A* is a graph search algorithm that finds the shortest path between an origin and one or many equivalent destinations. At its core, it is very similar to Dijkstra’s shortest path algorithm, but one key idea makes it incredibly faster: it assumes some information about the location of destination nodes.
For example, in GPS routing, you don’t exactly know, without a full search, what the shortest path to get someplace from your home is. But if that place is northeast of your position, assuming some reasonable city layout, it makes sense that roads going north or east are more likely to get you there faster than roads going to the west or the south.
Of course, this isn’t always the case since there could be detours, highways, tunnels, etc. If you blindly go toward the destination, you could end up stuck in a dead end. However, this useful knowledge can be exploited intelligently to make search much more efficient if you’re clever about it, and this is what A* does.

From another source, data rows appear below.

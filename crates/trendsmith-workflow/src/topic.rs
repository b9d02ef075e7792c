use serde::{Deserialize, Serialize};
use url::Url;

use crate::error::WorkflowError;

/// A trending topic selected for processing.
///
/// Produced by the trend source outside the core; the engine only reads it.
#[derive(Debug, Clone, PartialEq, Eq, Serialize, Deserialize)]
pub struct Topic {
  pub id: String,
  pub title: String,
  pub source_url: String,
  #[serde(default)]
  pub related_article_urls: Vec<String>,
}

impl Topic {
  /// Create a topic whose id is derived from its title.
  pub fn new(title: impl Into<String>, source_url: impl Into<String>) -> Self {
    let title = title.into();
    Self {
      id: slug(&title),
      title,
      source_url: source_url.into(),
      related_article_urls: Vec::new(),
    }
  }

  pub fn with_id(mut self, id: impl Into<String>) -> Self {
    self.id = id.into();
    self
  }

  pub fn with_related(mut self, urls: impl IntoIterator<Item = String>) -> Self {
    self.related_article_urls.extend(urls);
    self
  }

  /// Parsed source URL.
  pub fn url(&self) -> Result<Url, WorkflowError> {
    parse_http_url(&self.source_url)
  }

  pub fn validate(&self) -> Result<(), WorkflowError> {
    if self.title.trim().is_empty() {
      return Err(WorkflowError::InvalidTopic("title is empty".to_string()));
    }
    self.url()?;
    for related in &self.related_article_urls {
      parse_http_url(related)?;
    }
    Ok(())
  }
}

fn parse_http_url(raw: &str) -> Result<Url, WorkflowError> {
  let url = Url::parse(raw)
    .map_err(|e| WorkflowError::InvalidTopic(format!("bad url '{}': {}", raw, e)))?;
  match url.scheme() {
    "http" | "https" => Ok(url),
    other => Err(WorkflowError::InvalidTopic(format!(
      "unsupported url scheme '{}' in '{}'",
      other, raw
    ))),
  }
}

fn slug(title: &str) -> String {
  let mut out = String::with_capacity(title.len());
  let mut dash = false;
  for c in title.chars() {
    if c.is_alphanumeric() {
      out.extend(c.to_lowercase());
      dash = false;
    } else if !dash && !out.is_empty() {
      out.push('-');
      dash = true;
    }
  }
  while out.ends_with('-') {
    out.pop();
  }
  if out.is_empty() {
    out.push_str("topic");
  }
  out
}

#[cfg(test)]
mod tests {
  use super::*;

  #[test]
  fn new_derives_slug_id() {
    let topic = Topic::new("AI Chips: What's Next?", "https://example.com/ai");
    assert_eq!(topic.id, "ai-chips-what-s-next");
  }

  #[test]
  fn blank_title_gets_fallback_id() {
    assert_eq!(Topic::new("!!!", "https://example.com").id, "topic");
  }

  #[test]
  fn validate_rejects_non_http_urls() {
    let topic = Topic::new("X", "file:///etc/passwd");
    assert!(matches!(topic.validate(), Err(WorkflowError::InvalidTopic(_))));
  }

  #[test]
  fn validate_checks_related_urls() {
    let topic = Topic::new("X", "https://example.com/x").with_related(["not a url".to_string()]);
    assert!(topic.validate().is_err());
  }

  #[test]
  fn related_urls_default_to_empty() {
    let topic: Topic =
      serde_json::from_str(r#"{"id":"x","title":"X","source_url":"https://example.com/x"}"#)
        .unwrap();
    assert!(topic.related_article_urls.is_empty());
    assert!(topic.validate().is_ok());
  }
}
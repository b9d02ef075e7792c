//! The surface candidates may touch.
//!
//! The static checker in the synthesizer and the VM environment are both built
//! from these tables, so a name is either usable in both places or neither.

use trendsmith_config::{Capability, SandboxPolicy};

/// Base functions available to every candidate.
pub const BASE_FUNCTIONS: &[&str] = &[
  "assert",
  "error",
  "ipairs",
  "next",
  "pairs",
  "pcall",
  "rawequal",
  "rawget",
  "rawlen",
  "select",
  "setmetatable",
  "tonumber",
  "tostring",
  "type",
  "xpcall",
];

/// Library tables and the members each one exposes unconditionally.
pub const LIBRARIES: &[(&str, &[&str])] = &[
  (
    "string",
    &[
      "byte", "char", "find", "format", "gmatch", "gsub", "len", "lower", "match", "rep",
      "reverse", "sub", "upper",
    ],
  ),
  (
    "table",
    &["concat", "insert", "move", "pack", "remove", "sort", "unpack"],
  ),
  (
    "math",
    &[
      "abs",
      "ceil",
      "exp",
      "floor",
      "fmod",
      "huge",
      "log",
      "max",
      "maxinteger",
      "min",
      "mininteger",
      "modf",
      "pi",
      "sqrt",
      "tointeger",
      "type",
      "ult",
    ],
  ),
  (
    "utf8",
    &["char", "charpattern", "codepoint", "codes", "len", "offset"],
  ),
];

/// Globals the executor defines for the candidate.
pub const PROVIDED_GLOBALS: &[&str] = &["doc"];

/// Names that exist only when a capability is granted.
pub const GATED: &[(&str, Capability)] = &[
  ("print", Capability::Stdout),
  ("http.get", Capability::NetworkRead),
  ("math.random", Capability::Random),
  ("math.randomseed", Capability::Random),
];

/// Names that are always refused, whatever the policy says.
pub const FORBIDDEN: &[&str] = &[
  "_ENV",
  "_G",
  "collectgarbage",
  "coroutine",
  "debug",
  "dofile",
  // Reaches the string metatable, which would alias the `string` table.
  "getmetatable",
  "io",
  "load",
  "loadfile",
  "loadstring",
  "os",
  "package",
  "require",
  "string.dump",
  "warn",
];

/// Outcome of looking a name up against a policy.
#[derive(Debug, Clone, Copy, PartialEq, Eq)]
pub enum Access {
  Allowed,
  /// Known name whose capability is not granted.
  Ungranted(Capability),
  Forbidden,
  Unknown,
}

/// Classify a global name or a `lib.member` path.
pub fn access(name: &str, policy: &SandboxPolicy) -> Access {
  if FORBIDDEN.contains(&name) {
    return Access::Forbidden;
  }

  if let Some((_, capability)) = GATED.iter().find(|(gated, _)| *gated == name) {
    return if policy.allows(*capability) {
      Access::Allowed
    } else {
      Access::Ungranted(*capability)
    };
  }

  match name.split_once('.') {
    None => {
      if BASE_FUNCTIONS.contains(&name)
        || PROVIDED_GLOBALS.contains(&name)
        || LIBRARIES.iter().any(|(lib, _)| *lib == name)
      {
        Access::Allowed
      } else if name == "http" {
        // The table itself; individual members are checked separately.
        if policy.allows(Capability::NetworkRead) {
          Access::Allowed
        } else {
          Access::Ungranted(Capability::NetworkRead)
        }
      } else {
        Access::Unknown
      }
    }
    Some((lib, member)) => match LIBRARIES.iter().find(|(l, _)| *l == lib) {
      Some((_, members)) if members.contains(&member) => Access::Allowed,
      _ => Access::Unknown,
    },
  }
}

/// Whether `name` is a library table whose members are checked individually.
pub fn is_library(name: &str) -> bool {
  name == "http" || LIBRARIES.iter().any(|(lib, _)| *lib == name)
}
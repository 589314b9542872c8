//! Evaluation outputs
//!
//! Immutable value objects produced fresh per evaluation.

use serde::{Deserialize, Serialize};

use crate::threshold::RiskLabel;

/// Component values behind one PD estimate
#[derive(Debug, Clone, Copy, PartialEq, Serialize, Deserialize)]
pub struct PdBreakdown {
    pub base_score: f64,
    pub history_factor: f64,
    pub due_days_factor: f64,
    pub industry_risk: f64,
    pub experience_factor: f64,
    pub lending_type_factor: f64,
    /// Final, unclamped PD
    pub value: f64,
}

/// Component values behind one LGD estimate
#[derive(Debug, Clone, Copy, PartialEq, Serialize, Deserialize)]
pub struct LgdBreakdown {
    pub collateral_ratio: f64,
    pub base_lgd: f64,
    pub recovery_ratio: f64,
    pub lending_type_factor: f64,
    /// Final, unclamped LGD
    pub value: f64,
}

/// Expected credit loss for one loan
///
/// `ecl_ratio` is `ecl_amount` divided by whichever reporting base the
/// caller passed to the composer; its units must match the threshold table.
/// `classified` is false when no band matched and `risk_label` holds the
/// `"unknown"` fallback.
#[derive(Debug, Clone, PartialEq, Serialize, Deserialize)]
pub struct EclResult {
    /// Absolute expected loss, same currency unit as the exposure
    pub ecl_amount: f64,
    pub ecl_ratio: f64,
    pub pd: f64,
    pub lgd: f64,
    pub ead: f64,
    pub risk_label: RiskLabel,
    pub classified: bool,
}

impl EclResult {
    /// True when no threshold band matched the ratio.
    pub fn is_unclassified(&self) -> bool {
        !self.classified
    }
}
//! Portfolio aggregation
//!
//! Roll-up of many evaluations into book-level and per-borrower figures.

use std::collections::BTreeMap;

use serde::{Deserialize, Serialize};
use types::ids::BorrowerId;
use types::result::EclResult;

use crate::report::EclReport;

/// Book-level ECL figures
#[derive(Debug, Clone, PartialEq, Default, Serialize, Deserialize)]
pub struct PortfolioSummary {
    pub loan_count: usize,
    /// Σ ecl_amount
    pub total_ecl: f64,
    /// Σ ead
    pub total_ead: f64,
    /// Unweighted mean of ecl_ratio; `None` for an empty book
    pub average_ecl_ratio: Option<f64>,
    /// total_ecl / total_ead; `None` when total_ead is zero
    pub exposure_weighted_ratio: Option<f64>,
    /// Loans per risk label
    pub label_counts: BTreeMap<String, usize>,
}

impl PortfolioSummary {
    pub fn from_results<'a, I>(results: I) -> Self
    where
        I: IntoIterator<Item = &'a EclResult>,
    {
        let mut summary = Self::default();
        let mut ratio_sum = 0.0;

        for result in results {
            summary.loan_count += 1;
            summary.total_ecl += result.ecl_amount;
            summary.total_ead += result.ead;
            ratio_sum += result.ecl_ratio;
            *summary
                .label_counts
                .entry(result.risk_label.as_str().to_string())
                .or_insert(0) += 1;
        }

        if summary.loan_count > 0 {
            summary.average_ecl_ratio = Some(ratio_sum / summary.loan_count as f64);
        }
        if summary.total_ead != 0.0 {
            summary.exposure_weighted_ratio = Some(summary.total_ecl / summary.total_ead);
        }
        summary
    }

    pub fn count_for(&self, label: &str) -> usize {
        self.label_counts.get(label).copied().unwrap_or(0)
    }
}

/// ECL figures for one borrower's loans
#[derive(Debug, Clone, PartialEq, Serialize, Deserialize)]
pub struct BorrowerSummary {
    pub borrower_id: BorrowerId,
    pub loan_count: usize,
    pub total_ecl: f64,
    /// total_ecl / loan_count
    pub average_ecl: f64,
}

/// Group reports by borrower, ordered by borrower id.
pub fn borrower_summaries<'a, I>(reports: I) -> Vec<BorrowerSummary>
where
    I: IntoIterator<Item = &'a EclReport>,
{
    let mut totals: BTreeMap<BorrowerId, (usize, f64)> = BTreeMap::new();
    for report in reports {
        let entry = totals.entry(report.borrower_id).or_insert((0, 0.0));
        entry.0 += 1;
        entry.1 += report.result.ecl_amount;
    }

    totals
        .into_iter()
        .map(|(borrower_id, (loan_count, total_ecl))| BorrowerSummary {
            borrower_id,
            loan_count,
            total_ecl,
            average_ecl: total_ecl / loan_count as f64,
        })
        .collect()
}
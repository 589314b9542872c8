//! Loss given default
//!
//! Uncollateralized share of the exposure plus recovery cost, scaled by a
//! lending-type multiplier. No floor or ceiling is applied.

use types::errors::EngineError;
use types::profile::ExposureProfile;
use types::result::LgdBreakdown;

use crate::validator::{require_non_negative, require_positive};

/// Compute the LGD and every component that went into it.
///
/// ```text
/// collateral_ratio = collateral_value / outstanding_balance
/// base_lgd         = 1 - min(1, collateral_ratio)
/// recovery_ratio   = recovery_cost / outstanding_balance
/// lgd = (base_lgd + recovery_ratio) * lending_type_lgd_factor
/// ```
pub fn lgd_breakdown(exposure: &ExposureProfile) -> Result<LgdBreakdown, EngineError> {
    let outstanding = require_positive("outstanding_balance", exposure.outstanding_balance)?;
    let collateral = require_non_negative("collateral_value", exposure.collateral_value)?;
    let recovery_cost = require_non_negative("recovery_cost", exposure.recovery_cost)?;
    let multiplier =
        require_positive("lending_type_lgd_factor", exposure.lending_type_lgd_factor)?;

    let collateral_ratio = collateral / outstanding;
    let base_lgd = 1.0 - collateral_ratio.min(1.0);
    let recovery_ratio = recovery_cost / outstanding;
    let value = (base_lgd + recovery_ratio) * multiplier;

    Ok(LgdBreakdown {
        collateral_ratio,
        base_lgd,
        recovery_ratio,
        lending_type_factor: multiplier,
        value,
    })
}

/// Estimate the raw, unclamped loss given default.
pub fn estimate_lgd(exposure: &ExposureProfile) -> Result<f64, EngineError> {
    lgd_breakdown(exposure).map(|breakdown| breakdown.value)
}
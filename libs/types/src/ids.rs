//! Unique identifier types for credit entities
//!
//! All IDs use UUID v7 so that evaluations and events recorded by the host
//! sort chronologically without a separate timestamp column.

use serde::{Deserialize, Serialize};
use std::fmt;
use uuid::Uuid;

/// Unique identifier for a loan
///
/// Assigned by the loan data source. The engine only carries it through
/// to results and events so the host can correlate them.
#[derive(Debug, Clone, Copy, PartialEq, Eq, Hash, Serialize, Deserialize)]
#[serde(transparent)]
pub struct LoanId(Uuid);

impl LoanId {
    /// Create a new LoanId with current timestamp
    pub fn new() -> Self {
        Self(Uuid::now_v7())
    }

    /// Create from existing UUID
    pub fn from_uuid(uuid: Uuid) -> Self {
        Self(uuid)
    }

    /// Get inner UUID
    pub fn as_uuid(&self) -> &Uuid {
        &self.0
    }
}

impl Default for LoanId {
    fn default() -> Self {
        Self::new()
    }
}

impl fmt::Display for LoanId {
    fn fmt(&self, f: &mut fmt::Formatter<'_>) -> fmt::Result {
        write!(f, "{}", self.0)
    }
}

/// Unique identifier for a borrower
///
/// Ordered so portfolio roll-ups can group by borrower deterministically.
#[derive(Debug, Clone, Copy, PartialEq, Eq, PartialOrd, Ord, Hash, Serialize, Deserialize)]
#[serde(transparent)]
pub struct BorrowerId(Uuid);

impl BorrowerId {
    pub fn new() -> Self {
        Self(Uuid::now_v7())
    }

    pub fn from_uuid(uuid: Uuid) -> Self {
        Self(uuid)
    }

    pub fn as_uuid(&self) -> &Uuid {
        &self.0
    }
}

impl Default for BorrowerId {
    fn default() -> Self {
        Self::new()
    }
}

impl fmt::Display for BorrowerId {
    fn fmt(&self, f: &mut fmt::Formatter<'_>) -> fmt::Result {
        write!(f, "{}", self.0)
    }
}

Instead of blindly following the most direct route, A* keeps track of all routes, even those that extend in the opposite direction. However, contrary to traditional graph search algorithms, it doesn’t explore all routes with the same effort. Instead, when choosing the next node to explore, A* will consider with a higher probability those nodes that the heuristic favors—e.g., those that lie in a direction more closely aligned with the destination—but it takes care not to get stuck, and it’s able to backtrack when necessary.
In the end, A* performs no worse than traditional graph search algorithms like Dijkstra’s and often does it much better, provided your heuristic is well-designed.
Metaheuristics
Where heuristics are problem-specific strategies to leverage domain insights and accelerate the search in a concrete problem, metaheuristics are general-purpose search strategies that leverage knowledge about the search paradigm itself.
Metaheuristics are domain-independent search algorithms that can be applied in any case where nothing else works. Solving TSP is one of the most common examples, but their uses extend to anything from routing to logistics and planning.
A primer example of a metaheuristic approach to problem-solving is the field of evolutionary algorithms. These are computational strategies inspired by certain aspects of the biological process of evolution that attempt to extract key mechanisms that make evolution work and apply them in the context of, say, finding the optimal way to design a GPU.
The basic idea of all evolutionary algorithms is to maintain a “population” of solutions (e.g., different circuit designs for a GPU) that undergo cycles of “breeding” and “selection”, much like biological evolution. An example of a breeding scheme is taking two of these potential GPU designs and build a new design that incorporates some elements from either of the “parents”. This creates a new solution that is, in some sense, an evolved version of previous solutions, which may make it better or worse.
Then, we apply some selection criteria, most often just evaluating the solutions on whatever problem you’re solving—e.g., which GPU design works faster at certain benchmarks—and keep the best 50%. This cycle of breeding and selection is repeated, producing a sequence of increasingly specialized GPU designs that, almost like evolution, seems to magically discover quasi-optimal design elements just by sheer luck and relentless repetition.
Much more can be said about evolutionary algorithms and metaheuristics in general. Still, the overall idea is as simple as that: find effective search strategies that seem to work in almost all domains—finding inspiration in nature, engineering, social networks, etc.—and build computational strategies that leverage these insights.